//! Utility functions for PostgreSQL date/time values in both wire formats
use byteorder::{BigEndian, ByteOrder};
use chrono::{
    DateTime, Datelike, Duration, FixedOffset, NaiveDate, NaiveDateTime, NaiveTime, TimeZone, Utc,
};

use crate::types::Interval;

/// Days from 0001-01-01 (CE day 1) to 2000-01-01, where PostgreSQL binary
/// date/time values count from
const PG_EPOCH_DAYS_FROM_CE: i32 = 730_120;

const MICROS_PER_SECOND: i64 = 1_000_000;
const MICROS_PER_MINUTE: i64 = 60 * MICROS_PER_SECOND;
const MICROS_PER_HOUR: i64 = 60 * MICROS_PER_MINUTE;

fn pg_epoch_date() -> NaiveDate {
    NaiveDate::from_num_days_from_ce_opt(PG_EPOCH_DAYS_FROM_CE).unwrap_or_default()
}

fn pg_epoch() -> NaiveDateTime {
    pg_epoch_date().and_time(NaiveTime::MIN)
}

fn expect_len(bytes: &[u8], len: usize, what: &str) -> Result<(), String> {
    if bytes.len() == len {
        Ok(())
    } else {
        Err(format!("{what} must be {len} bytes, got {}", bytes.len()))
    }
}

/// Binary DATE: int4 days since 2000-01-01
pub fn decode_date(bytes: &[u8]) -> Result<NaiveDate, String> {
    expect_len(bytes, 4, "date")?;
    let days = BigEndian::read_i32(bytes);
    if days == i32::MAX || days == i32::MIN {
        return Err("infinite date is not representable".to_string());
    }
    pg_epoch_date()
        .checked_add_signed(Duration::days(i64::from(days)))
        .ok_or_else(|| format!("date out of range: {days} days from 2000-01-01"))
}

/// Binary TIME: int8 microseconds since midnight
pub fn decode_time(bytes: &[u8]) -> Result<NaiveTime, String> {
    expect_len(bytes, 8, "time")?;
    micros_to_time(BigEndian::read_i64(bytes))
}

/// Binary TIMETZ: int8 microseconds since midnight, then int4 zone offset in
/// seconds west of UTC
pub fn decode_timetz(bytes: &[u8]) -> Result<(NaiveTime, FixedOffset), String> {
    expect_len(bytes, 12, "timetz")?;
    let time = micros_to_time(BigEndian::read_i64(&bytes[0..8]))?;
    let zone = BigEndian::read_i32(&bytes[8..12]);
    let offset = FixedOffset::west_opt(zone).ok_or_else(|| format!("invalid time zone offset: {zone}"))?;
    Ok((time, offset))
}

/// Binary TIMESTAMP: int8 microseconds since 2000-01-01 00:00:00
pub fn decode_timestamp(bytes: &[u8]) -> Result<NaiveDateTime, String> {
    expect_len(bytes, 8, "timestamp")?;
    let micros = BigEndian::read_i64(bytes);
    if micros == i64::MAX || micros == i64::MIN {
        return Err("infinite timestamp is not representable".to_string());
    }
    pg_epoch()
        .checked_add_signed(Duration::microseconds(micros))
        .ok_or_else(|| format!("timestamp out of range: {micros} microseconds from 2000-01-01"))
}

/// Binary TIMESTAMPTZ: same layout as TIMESTAMP, always UTC
pub fn decode_timestamptz(bytes: &[u8]) -> Result<DateTime<Utc>, String> {
    decode_timestamp(bytes).map(|naive| naive.and_utc())
}

/// Binary INTERVAL: int8 microseconds, int4 days, int4 months
pub fn decode_interval(bytes: &[u8]) -> Result<Interval, String> {
    expect_len(bytes, 16, "interval")?;
    Ok(Interval::new(
        BigEndian::read_i32(&bytes[12..16]),
        BigEndian::read_i32(&bytes[8..12]),
        BigEndian::read_i64(&bytes[0..8]),
    ))
}

fn micros_to_time(micros: i64) -> Result<NaiveTime, String> {
    if !(0..24 * MICROS_PER_HOUR).contains(&micros) {
        return Err(format!("time out of range: {micros} microseconds"));
    }
    let seconds = (micros / MICROS_PER_SECOND) as u32;
    let nanos = ((micros % MICROS_PER_SECOND) * 1000) as u32;
    NaiveTime::from_num_seconds_from_midnight_opt(seconds, nanos)
        .ok_or_else(|| format!("time out of range: {micros} microseconds"))
}

/// Parse DATE text output (ISO DateStyle), including the ` BC` suffix
pub fn parse_date(date_str: &str) -> Option<NaiveDate> {
    let trimmed = date_str.trim();
    match trimmed.strip_suffix(" BC") {
        Some(body) => {
            let date = NaiveDate::parse_from_str(body, "%Y-%m-%d").ok()?;
            // 1 BC is astronomical year 0
            NaiveDate::from_ymd_opt(1 - date.year(), date.month(), date.day())
        }
        None => NaiveDate::parse_from_str(trimmed, "%Y-%m-%d").ok(),
    }
}

/// Parse TIME text output
pub fn parse_time(time_str: &str) -> Option<NaiveTime> {
    let formats = [
        "%H:%M:%S%.f", // HH:MM:SS.ffffff
        "%H:%M:%S",    // HH:MM:SS
        "%H:%M",       // HH:MM
    ];

    let trimmed = time_str.trim();
    formats
        .iter()
        .find_map(|format| NaiveTime::parse_from_str(trimmed, format).ok())
}

/// Parse TIMETZ text output, e.g. `04:05:06.789-08` or `04:05:06+05:30`
pub fn parse_timetz(value: &str) -> Option<(NaiveTime, FixedOffset)> {
    let trimmed = value.trim();
    let split = trimmed.rfind(['+', '-'])?;
    let time = parse_time(&trimmed[..split])?;
    let offset = parse_offset(&trimmed[split..])?;
    Some((time, offset))
}

/// Parse TIMESTAMP text output (ISO DateStyle)
pub fn parse_timestamp(timestamp_str: &str) -> Option<NaiveDateTime> {
    let formats = [
        "%Y-%m-%d %H:%M:%S%.f", // YYYY-MM-DD HH:MM:SS.ffffff
        "%Y-%m-%d %H:%M:%S",    // YYYY-MM-DD HH:MM:SS
        "%Y-%m-%dT%H:%M:%S%.f", // ISO format with T
        "%Y-%m-%dT%H:%M:%S",    // ISO format with T
    ];

    let trimmed = timestamp_str.trim();
    let (body, bc) = match trimmed.strip_suffix(" BC") {
        Some(body) => (body, true),
        None => (trimmed, false),
    };

    let parsed = formats
        .iter()
        .find_map(|format| NaiveDateTime::parse_from_str(body, format).ok())?;
    if bc {
        let date = NaiveDate::from_ymd_opt(1 - parsed.year(), parsed.month(), parsed.day())?;
        Some(date.and_time(parsed.time()))
    } else {
        Some(parsed)
    }
}

/// Parse TIMESTAMPTZ text output such as `2024-03-01 12:00:00.5+02`.
/// The session's zone offset is applied and the result normalized to UTC.
pub fn parse_timestamptz(value: &str) -> Option<DateTime<Utc>> {
    let trimmed = value.trim();
    // The date part contains '-' too, so only look past it
    let time_start = trimmed.find([' ', 'T'])?;
    let split = time_start + trimmed[time_start..].rfind(['+', '-'])?;
    let naive = parse_timestamp(&trimmed[..split])?;
    let offset = parse_offset(&trimmed[split..])?;
    offset
        .from_local_datetime(&naive)
        .single()
        .map(|dt| dt.with_timezone(&Utc))
}

/// Parse a numeric zone offset: `+HH`, `-HH:MM` or `+HH:MM:SS`
fn parse_offset(offset: &str) -> Option<FixedOffset> {
    let (sign, body) = match offset.as_bytes().first()? {
        b'+' => (1, &offset[1..]),
        b'-' => (-1, &offset[1..]),
        _ => return None,
    };
    let mut parts = body.split(':');
    let hours: i32 = parts.next()?.parse().ok()?;
    let minutes: i32 = parts.next().map(str::parse::<i32>).transpose().ok()?.unwrap_or(0);
    let seconds: i32 = parts.next().map(str::parse::<i32>).transpose().ok()?.unwrap_or(0);
    if parts.next().is_some() || !(0..60).contains(&minutes) || !(0..60).contains(&seconds) {
        return None;
    }
    let total = hours
        .checked_mul(3600)?
        .checked_add(minutes * 60)?
        .checked_add(seconds)?;
    FixedOffset::east_opt(total.checked_mul(sign)?)
}

/// Parse INTERVAL text output in the `postgres` style
/// (`1 year 2 mons -3 days 04:05:06.5`) or ISO 8601 (`P1Y2M3DT4H5M6.5S`).
pub fn parse_interval(value: &str) -> Option<Interval> {
    let trimmed = value.trim();
    if let Some(iso) = trimmed.strip_prefix('P') {
        return parse_iso_interval(iso);
    }

    let mut interval = Interval::default();
    let mut tokens = trimmed.split_whitespace();
    let mut seen = false;
    while let Some(token) = tokens.next() {
        seen = true;
        if token.contains(':') {
            interval.microseconds = interval.microseconds.checked_add(parse_clock(token)?)?;
            continue;
        }
        let amount: i32 = token.parse().ok()?;
        let unit = tokens.next()?;
        match unit.trim_end_matches('s') {
            "year" => interval.months = interval.months.checked_add(amount.checked_mul(12)?)?,
            "mon" => interval.months = interval.months.checked_add(amount)?,
            "day" => interval.days = interval.days.checked_add(amount)?,
            _ => return None,
        }
    }
    seen.then_some(interval)
}

/// `[+-]HH:MM[:SS[.ffffff]]` to signed microseconds
fn parse_clock(token: &str) -> Option<i64> {
    let (negative, body) = match token.as_bytes().first()? {
        b'-' => (true, &token[1..]),
        b'+' => (false, &token[1..]),
        _ => (false, token),
    };
    let mut parts = body.split(':');
    let hours: i64 = parts.next()?.parse().ok()?;
    let minutes: i64 = parts.next()?.parse().ok()?;
    let micros = match parts.next() {
        Some(seconds) => parse_seconds(seconds)?,
        None => 0,
    };
    if parts.next().is_some() {
        return None;
    }
    let total = hours
        .checked_mul(MICROS_PER_HOUR)?
        .checked_add(minutes.checked_mul(MICROS_PER_MINUTE)?)?
        .checked_add(micros)?;
    if negative { total.checked_neg() } else { Some(total) }
}

/// `SS[.ffffff]` to microseconds, rounding past microsecond precision away
fn parse_seconds(seconds: &str) -> Option<i64> {
    let (whole, frac) = match seconds.split_once('.') {
        Some((whole, frac)) => (whole, frac),
        None => (seconds, ""),
    };
    let whole: i64 = whole.parse().ok()?;
    if !frac.chars().all(|c| c.is_ascii_digit()) {
        return None;
    }
    let mut frac_digits: String = frac.chars().take(6).collect();
    while frac_digits.len() < 6 {
        frac_digits.push('0');
    }
    let frac: i64 = frac_digits.parse().ok()?;
    whole.checked_mul(MICROS_PER_SECOND)?.checked_add(frac)
}

fn parse_iso_interval(body: &str) -> Option<Interval> {
    let mut interval = Interval::default();
    let mut in_time = false;
    let mut number = String::new();
    for c in body.chars() {
        match c {
            'T' if number.is_empty() => in_time = true,
            '0'..='9' | '.' | '-' => number.push(c),
            unit => {
                let amount = std::mem::take(&mut number);
                match (in_time, unit) {
                    (false, 'Y') => {
                        let years = amount.parse::<i32>().ok()?;
                        interval.months = interval.months.checked_add(years.checked_mul(12)?)?;
                    }
                    (false, 'M') => {
                        interval.months = interval.months.checked_add(amount.parse().ok()?)?;
                    }
                    (false, 'W') => {
                        let weeks = amount.parse::<i32>().ok()?;
                        interval.days = interval.days.checked_add(weeks.checked_mul(7)?)?;
                    }
                    (false, 'D') => {
                        interval.days = interval.days.checked_add(amount.parse().ok()?)?;
                    }
                    (true, 'H') | (true, 'M') | (true, 'S') => {
                        let micros = match unit {
                            'H' => amount.parse::<i64>().ok()?.checked_mul(MICROS_PER_HOUR)?,
                            'M' => amount.parse::<i64>().ok()?.checked_mul(MICROS_PER_MINUTE)?,
                            _ => match amount.strip_prefix('-') {
                                Some(positive) => parse_seconds(positive)?.checked_neg()?,
                                None => parse_seconds(&amount)?,
                            },
                        };
                        interval.microseconds = interval.microseconds.checked_add(micros)?;
                    }
                    _ => return None,
                }
            }
        }
    }
    number.is_empty().then_some(interval)
}

#[cfg(test)]
mod tests {
    use super::*;
    use chrono::{Datelike, Timelike};

    #[test]
    fn test_binary_date() {
        assert_eq!(decode_date(&0i32.to_be_bytes()).unwrap(), NaiveDate::from_ymd_opt(2000, 1, 1).unwrap());
        assert_eq!(
            decode_date(&(-10957i32).to_be_bytes()).unwrap(),
            NaiveDate::from_ymd_opt(1970, 1, 1).unwrap()
        );
        assert!(decode_date(&i32::MAX.to_be_bytes()).is_err());
        assert!(decode_date(&[0, 0]).is_err());
    }

    #[test]
    fn test_binary_timestamp_and_time() {
        let micros: i64 = 86_400 * MICROS_PER_SECOND + 1_500_000;
        let ts = decode_timestamp(&micros.to_be_bytes()).unwrap();
        assert_eq!(ts.date(), NaiveDate::from_ymd_opt(2000, 1, 2).unwrap());
        assert_eq!(ts.time().second(), 1);
        assert_eq!(ts.time().nanosecond(), 500_000_000);

        let time = decode_time(&(3 * MICROS_PER_HOUR).to_be_bytes()).unwrap();
        assert_eq!(time.hour(), 3);
        assert!(decode_time(&(25 * MICROS_PER_HOUR).to_be_bytes()).is_err());
    }

    #[test]
    fn test_binary_timetz_offset_is_west_positive() {
        let mut bytes = Vec::new();
        bytes.extend_from_slice(&(12 * MICROS_PER_HOUR).to_be_bytes());
        bytes.extend_from_slice(&(-7200i32).to_be_bytes());
        let (time, offset) = decode_timetz(&bytes).unwrap();
        assert_eq!(time.hour(), 12);
        assert_eq!(offset.local_minus_utc(), 7200);
    }

    #[test]
    fn test_binary_interval() {
        let mut bytes = Vec::new();
        bytes.extend_from_slice(&5_000_000i64.to_be_bytes());
        bytes.extend_from_slice(&3i32.to_be_bytes());
        bytes.extend_from_slice(&14i32.to_be_bytes());
        assert_eq!(decode_interval(&bytes).unwrap(), Interval::new(14, 3, 5_000_000));
    }

    #[test]
    fn test_text_dates_and_times() {
        assert_eq!(parse_date("2024-02-29"), NaiveDate::from_ymd_opt(2024, 2, 29));
        assert_eq!(parse_date("0044-03-15 BC").map(|d| d.year()), Some(-43));
        assert!(parse_date("2024-02-30").is_none());
        assert_eq!(parse_time("13:14:15.5").map(|t| t.nanosecond()), Some(500_000_000));

        let (time, offset) = parse_timetz("04:05:06-08").unwrap();
        assert_eq!(time, NaiveTime::from_hms_opt(4, 5, 6).unwrap());
        assert_eq!(offset.local_minus_utc(), -8 * 3600);
        assert_eq!(parse_timetz("04:05:06+05:30").map(|(_, o)| o.local_minus_utc()), Some(19800));
    }

    #[test]
    fn test_text_timestamptz_normalizes_to_utc() {
        let ts = parse_timestamptz("2024-03-01 12:00:00.25+02").unwrap();
        assert_eq!(ts.hour(), 10);
        assert_eq!(ts.nanosecond(), 250_000_000);
        let ts = parse_timestamptz("2024-03-01 12:00:00-03:30").unwrap();
        assert_eq!((ts.hour(), ts.minute()), (15, 30));
        assert!(parse_timestamptz("2024-03-01 12:00:00").is_none());
    }

    #[test]
    fn test_text_interval() {
        assert_eq!(
            parse_interval("1 year 2 mons 3 days 04:05:06.5"),
            Some(Interval::new(14, 3, 14_706_500_000))
        );
        assert_eq!(parse_interval("-1 days +02:00:00"), Some(Interval::new(0, -1, 2 * MICROS_PER_HOUR)));
        assert_eq!(parse_interval("00:00:00"), Some(Interval::default()));
        assert_eq!(parse_interval("P1Y2M3DT4H5M6.5S"), Some(Interval::new(14, 3, 14_706_500_000)));
        assert!(parse_interval("3 fortnights").is_none());
        assert!(parse_interval("").is_none());
    }

    #[test]
    fn test_oversized_text_fields_are_rejected() {
        assert!(parse_timetz("10:00:00+99999999").is_none());
        assert!(parse_timetz("10:00:00+05:-99999999").is_none());
        assert!(parse_timestamptz("2024-03-01 12:00:00-99999999").is_none());
        assert!(parse_interval("00:999999999999999").is_none());
        assert!(parse_interval("-9999999999:00:00").is_none());
        assert!(parse_interval("99999999999 days").is_none());
        assert!(parse_interval("PT999999999999999M").is_none());
        assert!(parse_interval("PT-99999999999999999S").is_none());
    }
}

### ABOUT THIS EXERCISE
Please show the lines of the material that contain the string "chars".

### EXERCISE ANSWER
    if !frac.chars().all(|c| c.is_ascii_digit()) {
    let mut frac_digits: String = frac.chars().take(6).collect();
    for c in body.chars() {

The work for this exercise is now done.